**THE TASK**
Each line from the one containing "with borrowed state." through the last line of the entries below is to be transcribed exactly. Nothing else belongs in the reply.
____
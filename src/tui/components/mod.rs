//! # TUI Components
//!
//! This module contains all UI components for the terminal interface.
//!
//! ## Component Architecture
//!
//! Components in this directory follow two patterns:
//!
//! ### Stateless Components (Props-Based Rendering)
//!
//! Simple display components that receive all data as parameters:
//! - `TitleBar`: Top status bar showing location and status
//!
//! ### Stateful Components (Event-Driven)
//!
//! Components that manage local state and emit events:
//! - `MainMenuState` / `MainMenu`: Station catalog cards with a selection cursor
//! - `StationState` / `StationScreen`: Tab strip + single mounted module
//! - `Form`: Labelled input fields shared by the calculator modules
//!
//! Stateful screens follow the persistent state + transient wrapper pattern:
//! the `*State` struct lives in `TuiState` across frames, and the wrapper is
//! created each frame with borrowed state.
//!
//! ## Design Philosophy
//!
//! Components receive external data as "props" (function parameters), not by
//! directly accessing global state. This makes dependencies explicit and
//! components testable. Sub-modules of a station compose the shared `Form`
//! component rather than re-implementing field handling.

pub mod form;
pub mod main_menu;
pub mod station;
mod title_bar;

pub use form::{Field, Form, FormEvent};
pub use main_menu::{MainMenu, MainMenuState, MenuEvent};
pub use station::{StationEvent, StationScreen, StationState};
pub use title_bar::TitleBar;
____
**YOUR SOLUTION**
//! created each frame with borrowed state.
//!
//! ## Design Philosophy
//!
//! Components receive external data as "props" (function parameters), not by
//! directly accessing global state. This makes dependencies explicit and
//! components testable. Sub-modules of a station compose the shared `Form`
//! component rather than re-implementing field handling.

pub mod form;
pub mod main_menu;
pub mod station;
mod title_bar;

pub use form::{Field, Form, FormEvent};
pub use main_menu::{MainMenu, MainMenuState, MenuEvent};
pub use station::{StationEvent, StationScreen, StationState};
pub use title_bar::TitleBar;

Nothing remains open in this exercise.